VIEW FROM THE OTHER SIDE, PART 2, KNOWING YOUR COLLECTOR

Continuing the flow of thought from my last post,’ View From the Other Side’, I wanted to take a look at the last view first to gain a greater understanding of the other views when I turn the attention to those in the next few weeks. Understanding the nature of the collector with all of their variations allows for a clearer understanding of what motivates activity on a given artist’s work.

In the art world there are absolutes that anyone can argue with and disagree with but when all is said and done remains absolute much like gravity. One of the main concepts is that the collector sits at the apex of importance if one is interested in pursuing an income producing artlife. We can argue the merits of making art on social, spiritual, and personal fulfillment but my focus here is how to possibly allow for a self perpetuating flow of resources to enable a continuum of creation. Logistics. How can it happen with longevity.

For an artist there is a reality that each piece created has a ‘price to be paid’. We have time invested, we have materials needed, and we have the cost of experience and education as absolutes in making art. To me the best case scenario is to not pay for these things out of mypocket but another’s, namely the collector, patron or whatever you would like to call them.

So the first issue is , how do I consistently connect with that buyer? In other words what is my means of building a base of support. Do I need a gallery? Can I connect on my own or just how do I connect to a resource flow? Second is what kind of collector am I actually looking for? They come in many flavors and variety and how do I know I am attracting productive interest and not just blowing wind.

I will speak from my own experience and I am sure it can be disagreed with and argued against but it remains my actual experience. I have dealt with corporate support, gallery representation, and direct transactions over my career. Each avenue ends at the collector. But each avenue has it’s own set of dynamics and challenges. The end means, the collector, provides the resources in all cases. The artist with a plan decides which collector propels opportunity and income for them.

I will review each avenue and describe what they offer and what they restrict. Remember that every decision will always have a tradeoff in general but we want to be in the game if that is something that we want from making art. ‘Corporate’ opportunity in regards to end buyer offers consistent flow but typically made on a commission basis or outright wholesale order. MANY artists do this quietly and secretly to create an income stream. It might manifest as working with art consultants that have site specific work or a retail space that has a ‘line’ of art objects that they promote and sell. Numbered editions or exclusively made items can fall into this category.

Self representation connects with another kind of collector and to me presents the most difficult issues to contend with. Unless you have started out deliberately self representing and maintained your price structure and have never operated out of desperation then this can work. But my experience has been when a collector approaches you directly expect to be hammered to death on all ends including price. Their expectations are for a ‘deal’.They may genuinely love your work. These collectors can sense desperation a mile away and acquire on distress. And I would ask, do any of us know artists who are ever in distress? Great resource for these collectors! All I would say is you better have the personality for this or the quality of your life will come into serious question.
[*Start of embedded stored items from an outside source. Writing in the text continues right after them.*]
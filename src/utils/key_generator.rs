//! Random key generation.
//!
//! Keys are drawn from uppercase ASCII letters and digits using the
//! thread-local CSPRNG (`rand::rng()`, ChaCha seeded from the OS). Every
//! position is sampled uniformly and independently.

use rand::Rng;

/// The 36 symbols keys are built from.
pub const KEY_ALPHABET: &[u8; 36] = b"ABCDEFGHIJKLMNOPQRSTUVWXYZ0123456789";

/// Default length of a public key.
pub const DEFAULT_KEY_LENGTH: usize = 5;

/// Default length of a secret key.
pub const DEFAULT_SECRET_KEY_LENGTH: usize = 8;

/// Generates a random key of exactly `length` characters.
///
/// A `length` of zero yields an empty string; configuration validation keeps
/// zero-length keys out of the service.
///
/// # Examples
///
/// ```ignore
/// let key = generate_key(5);
/// assert_eq!(key.len(), 5);
/// assert!(key.chars().all(|c| c.is_ascii_uppercase() || c.is_ascii_digit()));
/// ```
pub fn generate_key(length: usize) -> String {
    let mut rng = rand::rng();

    (0..length)
        .map(|_| KEY_ALPHABET[rng.random_range(0..KEY_ALPHABET.len())] as char)
        .collect()
}

/// Returns true if every character of `key` belongs to [`KEY_ALPHABET`].
pub fn is_valid_key(key: &str) -> bool {
    !key.is_empty() && key.bytes().all(|b| KEY_ALPHABET.contains(&b))
}
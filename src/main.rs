use anyhow::Result;
use keyed_url_shortener::config;
use keyed_url_shortener::server;
use tracing_subscriber::EnvFilter;

#[tokio::main]
async fn main() -> Result<()> {
    dotenvy::dotenv().ok();

    let config = config::load_from_env()?;

    init_tracing(&config.log_level, &config.log_format)?;
    config.print_summary();

    server::run(config).await
}

fn init_tracing(log_level: &str, log_format: &str) -> Result<()> {
    let filter = EnvFilter::try_new(log_level).unwrap_or_else(|_| EnvFilter::new("info"));

    let builder = tracing_subscriber::fmt().with_env_filter(filter);

    match log_format {
        "json" => builder.json().try_init(),
        _ => builder.try_init(),
    }
    .map_err(|e| anyhow::anyhow!("Failed to initialize tracing: {}", e))
}
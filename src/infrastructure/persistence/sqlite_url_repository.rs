//! SQLite implementation of the URL repository.

use async_trait::async_trait;
use sqlx::{FromRow, SqlitePool};
use std::sync::Arc;

use crate::domain::entities::{NewUrlRecord, UrlRecord, UrlStatus};
use crate::domain::repositories::{UrlRepository, UrlStats};
use crate::error::AppError;

/// Row shape of the `urls` table.
#[derive(Debug, FromRow)]
struct UrlRow {
    id: i64,
    key: String,
    secret_key: String,
    target_url: String,
    is_active: bool,
    clicks: i64,
}

impl From<UrlRow> for UrlRecord {
    fn from(row: UrlRow) -> Self {
        UrlRecord::new(
            row.id,
            row.key,
            row.secret_key,
            row.target_url,
            UrlStatus::from_flag(row.is_active),
            row.clicks,
        )
    }
}

/// SQLite repository for URL records.
///
/// Connections are checked out of the pool per statement and returned when
/// the statement completes, on success and on error alike. Uniqueness of
/// `key` and `secret_key` is enforced by unique indexes.
pub struct SqliteUrlRepository {
    pool: Arc<SqlitePool>,
}

impl SqliteUrlRepository {
    /// Creates a new repository with a database connection pool.
    pub fn new(pool: Arc<SqlitePool>) -> Self {
        Self { pool }
    }
}

#[async_trait]
impl UrlRepository for SqliteUrlRepository {
    async fn insert(&self, new_record: NewUrlRecord) -> Result<UrlRecord, AppError> {
        let row = sqlx::query_as::<_, UrlRow>(
            r#"
            INSERT INTO urls (key, secret_key, target_url, is_active, clicks)
            VALUES (?1, ?2, ?3, TRUE, 0)
            RETURNING id, key, secret_key, target_url, is_active, clicks
            "#,
        )
        .bind(&new_record.key)
        .bind(&new_record.secret_key)
        .bind(&new_record.target_url)
        .fetch_one(self.pool.as_ref())
        .await?;

        Ok(row.into())
    }

    async fn find_active_by_key(&self, key: &str) -> Result<Option<UrlRecord>, AppError> {
        let row = sqlx::query_as::<_, UrlRow>(
            r#"
            SELECT id, key, secret_key, target_url, is_active, clicks
            FROM urls
            WHERE key = ?1 AND is_active = TRUE
            "#,
        )
        .bind(key)
        .fetch_optional(self.pool.as_ref())
        .await?;

        Ok(row.map(UrlRecord::from))
    }

    async fn key_in_use(&self, candidate: &str) -> Result<bool, AppError> {
        let matches: i64 = sqlx::query_scalar(
            "SELECT COUNT(*) FROM urls WHERE key = ?1 OR secret_key = ?1",
        )
        .bind(candidate)
        .fetch_one(self.pool.as_ref())
        .await?;

        Ok(matches > 0)
    }

    async fn find_by_secret_key(&self, secret_key: &str) -> Result<Option<UrlRecord>, AppError> {
        let row = sqlx::query_as::<_, UrlRow>(
            r#"
            SELECT id, key, secret_key, target_url, is_active, clicks
            FROM urls
            WHERE secret_key = ?1
            "#,
        )
        .bind(secret_key)
        .fetch_optional(self.pool.as_ref())
        .await?;

        Ok(row.map(UrlRecord::from))
    }

    async fn deactivate(&self, secret_key: &str) -> Result<bool, AppError> {
        let result = sqlx::query(
            "UPDATE urls SET is_active = FALSE WHERE secret_key = ?1 AND is_active = TRUE",
        )
        .bind(secret_key)
        .execute(self.pool.as_ref())
        .await?;

        Ok(result.rows_affected() > 0)
    }

    async fn record_click(&self, id: i64) -> Result<(), AppError> {
        sqlx::query("UPDATE urls SET clicks = clicks + 1 WHERE id = ?1")
            .bind(id)
            .execute(self.pool.as_ref())
            .await?;

        Ok(())
    }

    async fn stats(&self) -> Result<UrlStats, AppError> {
        let (total, active, clicks): (i64, i64, i64) = sqlx::query_as(
            r#"
            SELECT
                COUNT(*),
                COALESCE(SUM(CASE WHEN is_active THEN 1 ELSE 0 END), 0),
                COALESCE(SUM(clicks), 0)
            FROM urls
            "#,
        )
        .fetch_one(self.pool.as_ref())
        .await?;

        Ok(UrlStats {
            total,
            active,
            clicks,
        })
    }
}
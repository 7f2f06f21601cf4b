//! SQLite persistence.
//!
//! Concrete implementations of domain repository traits using SQLx, plus
//! pool construction and embedded migrations.
//!
//! # Modules
//!
//! - [`pool`] - Pool setup and migrations
//! - [`SqliteUrlRepository`] - URL record storage and retrieval

pub mod pool;
pub mod sqlite_url_repository;

pub use sqlite_url_repository::SqliteUrlRepository;
//! API route configuration.

use crate::api::handlers::create_url_handler;
use crate::state::AppState;
use axum::{Router, routing::post};

/// URL management routes.
///
/// # Endpoints
///
/// - `POST /url` - Shorten a target URL
pub fn url_routes() -> Router<AppState> {
    Router::new().route("/url", post(create_url_handler))
}
//! Application error type and its HTTP representation.
//!
//! Every failure in the service ends up as one of the [`AppError`] kinds.
//! Handlers return `Result<_, AppError>` and rely on [`IntoResponse`] to render
//! a uniform JSON body:
//!
//! ```json
//! {
//!   "error": {
//!     "code": "not_found",
//!     "message": "URL 'http://localhost:8000/ZZZZZ' doesn't exist!",
//!     "details": { "key": "ZZZZZ" }
//!   }
//! }
//! ```

use axum::{
    Json,
    extract::rejection::JsonRejection,
    http::StatusCode,
    response::{IntoResponse, Response},
};
use serde::Serialize;
use serde_json::{Value, json};

#[derive(Serialize)]
struct ErrorBody {
    error: ErrorInfo,
}

/// Serializable error payload.
#[derive(Debug, Serialize)]
pub struct ErrorInfo {
    pub code: &'static str,
    pub message: String,
    pub details: Value,
}

#[derive(Debug, thiserror::Error)]
pub enum AppError {
    /// Target URL failed validation. Client error, never retried.
    #[error("{message}")]
    InvalidUrl { message: String, details: Value },

    /// No active record for the requested key.
    #[error("{message}")]
    NotFound { message: String, details: Value },

    /// Unique index rejected an insert.
    ///
    /// Retried locally by the shortener; a server error once retries run out.
    #[error("{message}")]
    ConstraintViolation { message: String, details: Value },

    /// The key allocator ran out of attempts.
    #[error("{message}")]
    KeyExhaustion { message: String, details: Value },

    #[error("{message}")]
    Internal { message: String, details: Value },
}

impl AppError {
    pub fn invalid_url(message: impl Into<String>, details: Value) -> Self {
        Self::InvalidUrl {
            message: message.into(),
            details,
        }
    }
    pub fn not_found(message: impl Into<String>, details: Value) -> Self {
        Self::NotFound {
            message: message.into(),
            details,
        }
    }
    pub fn constraint_violation(message: impl Into<String>, details: Value) -> Self {
        Self::ConstraintViolation {
            message: message.into(),
            details,
        }
    }
    pub fn key_exhaustion(message: impl Into<String>, details: Value) -> Self {
        Self::KeyExhaustion {
            message: message.into(),
            details,
        }
    }
    pub fn internal(message: impl Into<String>, details: Value) -> Self {
        Self::Internal {
            message: message.into(),
            details,
        }
    }

    pub fn is_constraint_violation(&self) -> bool {
        matches!(self, Self::ConstraintViolation { .. })
    }

    /// HTTP status and machine-readable code for this error.
    pub fn status_and_code(&self) -> (StatusCode, &'static str) {
        match self {
            AppError::InvalidUrl { .. } => (StatusCode::BAD_REQUEST, "invalid_url"),
            AppError::NotFound { .. } => (StatusCode::NOT_FOUND, "not_found"),
            AppError::ConstraintViolation { .. } => {
                (StatusCode::INTERNAL_SERVER_ERROR, "constraint_violation")
            }
            AppError::KeyExhaustion { .. } => (StatusCode::INTERNAL_SERVER_ERROR, "key_exhaustion"),
            AppError::Internal { .. } => (StatusCode::INTERNAL_SERVER_ERROR, "internal_error"),
        }
    }

    pub fn to_error_info(&self) -> ErrorInfo {
        let (_, code) = self.status_and_code();
        let (message, details) = match self {
            AppError::InvalidUrl { message, details }
            | AppError::NotFound { message, details }
            | AppError::ConstraintViolation { message, details }
            | AppError::KeyExhaustion { message, details }
            | AppError::Internal { message, details } => (message.clone(), details.clone()),
        };

        ErrorInfo {
            code,
            message,
            details,
        }
    }
}

impl IntoResponse for AppError {
    fn into_response(self) -> Response {
        let (status, _) = self.status_and_code();

        if status.is_server_error() {
            tracing::error!(error = %self, "Request failed");
        }

        let body = ErrorBody {
            error: self.to_error_info(),
        };

        (status, Json(body)).into_response()
    }
}

pub fn map_sqlx_error(e: sqlx::Error) -> AppError {
    if let Some(db) = e.as_database_error()
        && db.is_unique_violation()
    {
        return AppError::constraint_violation(
            "Unique constraint violation",
            json!({ "constraint": db.constraint(), "reason": db.message() }),
        );
    }

    tracing::error!("Database error: {}", e);
    AppError::internal("Database error", json!({}))
}

impl From<sqlx::Error> for AppError {
    fn from(e: sqlx::Error) -> Self {
        map_sqlx_error(e)
    }
}

impl From<validator::ValidationErrors> for AppError {
    fn from(errors: validator::ValidationErrors) -> Self {
        AppError::invalid_url(
            "Your provided URL is not valid!",
            json!({ "fields": errors.field_errors().keys().collect::<Vec<_>>() }),
        )
    }
}

impl From<JsonRejection> for AppError {
    fn from(rejection: JsonRejection) -> Self {
        AppError::invalid_url(
            "Request body must be a JSON object with a 'target_url' field",
            json!({ "reason": rejection.body_text() }),
        )
    }
}
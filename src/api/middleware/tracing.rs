//! HTTP request/response tracing middleware.

use tower_http::LatencyUnit;
use tower_http::classify::{ServerErrorsAsFailures, SharedClassifier};
use tower_http::trace::{
    DefaultMakeSpan, DefaultOnFailure, DefaultOnRequest, DefaultOnResponse, TraceLayer,
};
use tracing::Level;

/// Creates a tracing middleware for HTTP requests.
///
/// Every request gets an `INFO` span carrying method, URI and version.
/// Request start is logged at `DEBUG`, the response (status and latency in
/// milliseconds) at `INFO`, and 5xx responses additionally at `ERROR`.
///
/// ```text
/// INFO request{method=POST uri=/url version=HTTP/1.1}: finished processing request latency=3 ms status=201
/// ```
pub fn layer() -> TraceLayer<SharedClassifier<ServerErrorsAsFailures>> {
    TraceLayer::new_for_http()
        .make_span_with(DefaultMakeSpan::new().level(Level::INFO))
        .on_request(DefaultOnRequest::new().level(Level::DEBUG))
        .on_response(
            DefaultOnResponse::new()
                .level(Level::INFO)
                .latency_unit(LatencyUnit::Millis),
        )
        .on_failure(
            DefaultOnFailure::new()
                .level(Level::ERROR)
                .latency_unit(LatencyUnit::Millis),
        )
}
Finally, gallery representation  brings other opportunities as well as drawbacks. I would say this arena attracts the best collectors as they are built on long term relationships with gallery owners or representatives .If chosen wisely and carefully you can get  many good years of activity and career building when things align well.The drawback of this arrangement  is there is typically a life to these relationships between artist and gallery. How long will it take for a given gallery’s clientele to own your work and the market then dwindles. Typically for the average artist I have seen this to be 3-5 years in general.

Then time to move on and moving on is a critical concept. This is a journey not a destination. Adapting, adjusting and reevaluating might be the most important thing an artist can do for themselves. Hang on to nothing when you ‘feel’ a change is needed. Do it quickly and don’t look back. Resilience and persistence is what keeps all artists alive. All participants are looking out for themselves and so should you. We all want to get out of our effort exactly what we want and feel good about.

There is also an arena of percent for art programs and grants etc. This is not an area I ever pursued consistently and I know many artists who live primarily off of these projects. It is valid when your particular kind of work is conducive to site specific opportunities. The collector in this regards is the public through the filter of a selecting committee and funding organizations.

This is a basic map of the collecting crowd and the next post will look closer at the differences of personality of this group and what motivates them on different levels. One thing to be aware of is that these drivers of commerce know their importance in the scheme of all activity within the artworld. It doesn’t matter if it is at your local arts organization or at Art Basel. The same principles apply and this will be looked at closer.